BEGIN

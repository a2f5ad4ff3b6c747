#![cfg_attr(feature = "fail-on-warnings", deny(warnings))]
#![warn(clippy::all, clippy::pedantic, clippy::nursery, clippy::cargo)]
#![allow(clippy::multiple_crate_versions, clippy::cargo_common_metadata)]

//! Dashboard pipelines.
//!
//! A [`PipelineContext`] owns everything that outlives a single run: the
//! fetcher and its cache, the map composer, the optional region master,
//! and the progress reporter. A [`PipelineRequest`] describes one run.
//! [`run`] dispatches on the requested dataset:
//!
//! * `mdp` produces a [`MapArtifact`] comparing population and its change;
//! * `fromto` produces the labelled flow tables of both years.

pub mod flow;
pub mod mesh;

use std::sync::Arc;

use mobility_map_compose::{DisplayError, MapArtifact, MapComposer};
use mobility_map_dataset_models::{DatasetKey, DayFlag, RegionParams, RegionSelection, TimeOfDay};
use mobility_map_geography::{GeometryError, RegionMaster};
use mobility_map_source::progress::{ProgressCallback, null_progress};
use mobility_map_source::{DatasetFetcher, FetchError, HttpTransport, Transport};
use mobility_map_table::{DataFrame, Series, TableError, require_column};
use polars::prelude::{IntoLazy, NamedFrom, col, lit};
use thiserror::Error;

pub use flow::{FlowTables, run_flow_tables};
pub use mesh::run_mesh_comparison;

const FETCH_FAILED: &str = "データの取得に失敗しました";
const CITY_COLUMN: &str = "citycode";

/// Errors that stop a pipeline run.
#[derive(Debug, Error)]
pub enum PipelineError {
    /// Fetching a dataset failed.
    #[error(transparent)]
    Fetch(#[from] FetchError),

    /// A table operation failed, usually a column the data lacks.
    #[error(transparent)]
    Table(#[from] TableError),

    /// Polygons could not be built.
    #[error(transparent)]
    Geometry(#[from] GeometryError),

    /// The map cannot be shown.
    #[error(transparent)]
    Display(#[from] DisplayError),

    /// The request cannot be run as given.
    #[error("Invalid request: {message}")]
    InvalidRequest {
        /// What is wrong with the request.
        message: String,
    },
}

impl PipelineError {
    /// Message shown to the person running the dashboard.
    #[must_use]
    pub fn user_message(&self) -> String {
        match self {
            Self::Fetch(FetchError::Network { .. }) => {
                format!("{FETCH_FAILED}: ネットワークエラーが発生しました")
            }
            Self::Fetch(FetchError::ArchiveFormat { .. } | FetchError::Parse { .. }) => {
                format!("{FETCH_FAILED}: ファイル形式が正しくありません")
            }
            Self::Fetch(FetchError::NoDataFound { .. }) | Self::Table(_) | Self::Geometry(_) => {
                format!("{FETCH_FAILED}: ファイルに必要なデータが見つかりませんでした")
            }
            Self::Display(_) => "地図表示できません。".to_string(),
            Self::Fetch(FetchError::MissingRegion { .. }) => {
                "都道府県を選択してください。".to_string()
            }
            Self::InvalidRequest { message } => message.clone(),
        }
    }
}

/// One pipeline run.
#[derive(Debug, Clone, PartialEq, Eq)]
pub struct PipelineRequest {
    /// `mdp` or `fromto`.
    pub dataset: DatasetKey,
    /// Prefectures and cities to show; the first prefecture is fetched.
    pub selection: RegionSelection,
    /// Month of the year (1-12).
    pub month: u8,
    /// Day type to keep.
    pub day: DayFlag,
    /// Time of day to keep.
    pub time: TimeOfDay,
    /// Year compared against.
    pub baseline_year: u16,
    /// Year being compared.
    pub current_year: u16,
}

impl PipelineRequest {
    /// A request with the default filters and years 2020 → 2021.
    #[must_use]
    pub fn new(dataset: DatasetKey, selection: RegionSelection, month: u8) -> Self {
        Self {
            dataset,
            selection,
            month,
            day: DayFlag::default(),
            time: TimeOfDay::default(),
            baseline_year: 2020,
            current_year: 2021,
        }
    }

    /// Fetch parameters of the primary prefecture.
    ///
    /// # Errors
    ///
    /// Returns [`PipelineError::InvalidRequest`] if no prefecture is
    /// selected, the month is out of range, or both years are the same.
    pub fn region_params(&self) -> Result<RegionParams, PipelineError> {
        let invalid = |message: &str| PipelineError::InvalidRequest {
            message: message.to_string(),
        };

        let prefecture = self
            .selection
            .primary_prefecture()
            .ok_or_else(|| invalid("都道府県を選択してください。"))?;
        if !(1..=12).contains(&self.month) {
            return Err(invalid("月は 1 から 12 の範囲で指定してください。"));
        }
        if self.baseline_year == self.current_year {
            return Err(invalid("比較する 2 つの年が同じです。"));
        }

        Ok(RegionParams {
            prefecture,
            month: self.month,
        })
    }

    /// Keeps rows of the selected cities (all when none are selected), day
    /// type, and time of day.
    ///
    /// # Errors
    ///
    /// Returns [`TableError::MissingColumn`] if `citycode`, `dayflag`, or
    /// `timezone` is missing.
    pub fn filter(&self, df: &DataFrame) -> Result<DataFrame, TableError> {
        for column in [CITY_COLUMN, DayFlag::COLUMN, TimeOfDay::COLUMN] {
            require_column(df, column)?;
        }

        let mut predicate = col(DayFlag::COLUMN)
            .eq(lit(self.day.code()))
            .and(col(TimeOfDay::COLUMN).eq(lit(self.time.code())));
        if !self.selection.cities.is_empty() {
            let cities: Vec<i64> = self.selection.cities.iter().map(|&c| i64::from(c)).collect();
            predicate = predicate.and(col(CITY_COLUMN).is_in(lit(Series::new("cities", cities))));
        }

        let filtered = df.clone().lazy().filter(predicate).collect()?;

        log::debug!(
            "Filtered {} rows to {} ({} cities, {}, {})",
            df.height(),
            filtered.height(),
            self.selection.cities.len(),
            self.day.label(),
            self.time.label()
        );
        Ok(filtered)
    }
}

/// Long-lived state shared by pipeline runs.
pub struct PipelineContext<T: Transport = HttpTransport> {
    /// Dataset fetcher and its cache.
    pub fetcher: DatasetFetcher<T>,
    /// Map composer.
    pub composer: MapComposer,
    /// City names for flow tables.
    pub region_master: Option<RegionMaster>,
    /// Progress reporter.
    pub progress: Arc<dyn ProgressCallback>,
}

impl<T: Transport> std::fmt::Debug for PipelineContext<T> {
    fn fmt(&self, f: &mut std::fmt::Formatter<'_>) -> std::fmt::Result {
        f.debug_struct("PipelineContext")
            .field("fetcher", &self.fetcher)
            .field("composer", &self.composer)
            .field("region_master", &self.region_master.as_ref().map(RegionMaster::len))
            .finish_non_exhaustive()
    }
}

impl<T: Transport> PipelineContext<T> {
    /// Creates a context with the default composer and no region master.
    #[must_use]
    pub fn new(fetcher: DatasetFetcher<T>) -> Self {
        Self {
            fetcher,
            composer: MapComposer::default(),
            region_master: None,
            progress: null_progress(),
        }
    }

    /// Replaces the composer.
    #[must_use]
    pub fn with_composer(mut self, composer: MapComposer) -> Self {
        self.composer = composer;
        self
    }

    /// Sets the region master used to name cities.
    #[must_use]
    pub fn with_region_master(mut self, master: RegionMaster) -> Self {
        self.region_master = Some(master);
        self
    }

    /// Reports map creation through `progress`.
    #[must_use]
    pub fn with_progress(mut self, progress: Arc<dyn ProgressCallback>) -> Self {
        self.progress = progress;
        self
    }
}

/// What a run produced.
#[derive(Debug, Clone)]
pub enum PipelineOutput {
    /// Comparison map of the mesh dataset.
    Map(Box<MapArtifact>),
    /// Labelled flow tables.
    FlowTables(FlowTables),
}

/// Runs the pipeline for `request.dataset`.
///
/// # Errors
///
/// Returns [`PipelineError`] if the request is invalid, a fetch fails, or
/// the map cannot be displayed.
pub async fn run<T: Transport>(
    ctx: &PipelineContext<T>,
    request: &PipelineRequest,
) -> Result<PipelineOutput, PipelineError> {
    match request.dataset {
        DatasetKey::Mdp => Ok(PipelineOutput::Map(Box::new(
            run_mesh_comparison(ctx, request).await?,
        ))),
        DatasetKey::Fromto => Ok(PipelineOutput::FlowTables(
            run_flow_tables(ctx, request).await?,
        )),
        DatasetKey::Mesh1km => Err(PipelineError::InvalidRequest {
            message: format!("{} はデータセットとして選択できません。", request.dataset),
        }),
    }
}


#[cfg(test)]
mod tests {
    use mobility_map_source::NetworkError;
    use mobility_map_table::read_csv;

    use super::testing::*;
    use super::*;

    #[test]
    fn user_messages_follow_error_kind() {
        let network = PipelineError::Fetch(FetchError::Network {
            path: "x".to_string(),
            source: NetworkError::Status { status: 404 },
        });
        assert_eq!(
            network.user_message(),
            "データの取得に失敗しました: ネットワークエラーが発生しました"
        );

        let format = PipelineError::Fetch(FetchError::ArchiveFormat {
            path: "x".to_string(),
            message: "bad".to_string(),
        });
        assert_eq!(
            format.user_message(),
            "データの取得に失敗しました: ファイル形式が正しくありません"
        );

        let no_data = PipelineError::Fetch(FetchError::NoDataFound {
            path: "x".to_string(),
        });
        assert_eq!(
            no_data.user_message(),
            "データの取得に失敗しました: ファイルに必要なデータが見つかりませんでした"
        );

        let display = PipelineError::Display(DisplayError::NoCenter);
        assert_eq!(display.user_message(), "地図表示できません。");
    }

    #[test]
    fn request_validation() {
        let mut request = tokyo_april(DatasetKey::Mdp);
        assert_eq!(
            request.region_params().unwrap(),
            RegionParams {
                prefecture: 13,
                month: 4
            }
        );

        request.month = 13;
        assert!(request.region_params().is_err());

        request.month = 4;
        request.current_year = 2020;
        assert!(request.region_params().is_err());

        let empty = PipelineRequest::new(DatasetKey::Mdp, RegionSelection::default(), 4);
        assert!(matches!(
            empty.region_params(),
            Err(PipelineError::InvalidRequest { .. })
        ));
    }

    #[test]
    fn filter_keeps_selected_city_and_flags() {
        let table = read_csv(MDP_2020.as_bytes()).unwrap();
        let mut request = tokyo_april(DatasetKey::Mdp);

        assert_eq!(request.filter(&table).unwrap().height(), 3);

        request.selection = request.selection.with_city(13101);
        assert_eq!(request.filter(&table).unwrap().height(), 2);

        request.day = DayFlag::Holiday;
        request.time = TimeOfDay::Daytime;
        let filtered = request.filter(&table).unwrap();
        assert_eq!(filtered.height(), 1);
        let population = filtered.column("population").unwrap().i64().unwrap();
        assert_eq!(population.get(0), Some(999));
    }

    #[test]
    fn filter_requires_flag_columns() {
        let table = read_csv("citycode,dayflag,population\n13101,2,5\n".as_bytes()).unwrap();

        let err = tokyo_april(DatasetKey::Mdp).filter(&table).unwrap_err();

        assert!(matches!(err, TableError::MissingColumn { column } if column == "timezone"));
    }

    #[tokio::test]
    async fn dispatches_on_dataset() {
        let ctx = context(mesh_transport());

        let output = run(&ctx, &tokyo_april(DatasetKey::Mdp)).await.unwrap();
        assert!(matches!(output, PipelineOutput::Map(_)));

        let err = run(&ctx, &tokyo_april(DatasetKey::Mesh1km))
            .await
            .unwrap_err();
        assert!(matches!(err, PipelineError::InvalidRequest { .. }));
    }
}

END

**Task directions**
Whenever a line above includes the string "RegionParams", copy it.

**Written answer**
use mobility_map_dataset_models::{DatasetKey, DayFlag, RegionParams, RegionSelection, TimeOfDay};
    pub fn region_params(&self) -> Result<RegionParams, PipelineError> {
        Ok(RegionParams {
            RegionParams {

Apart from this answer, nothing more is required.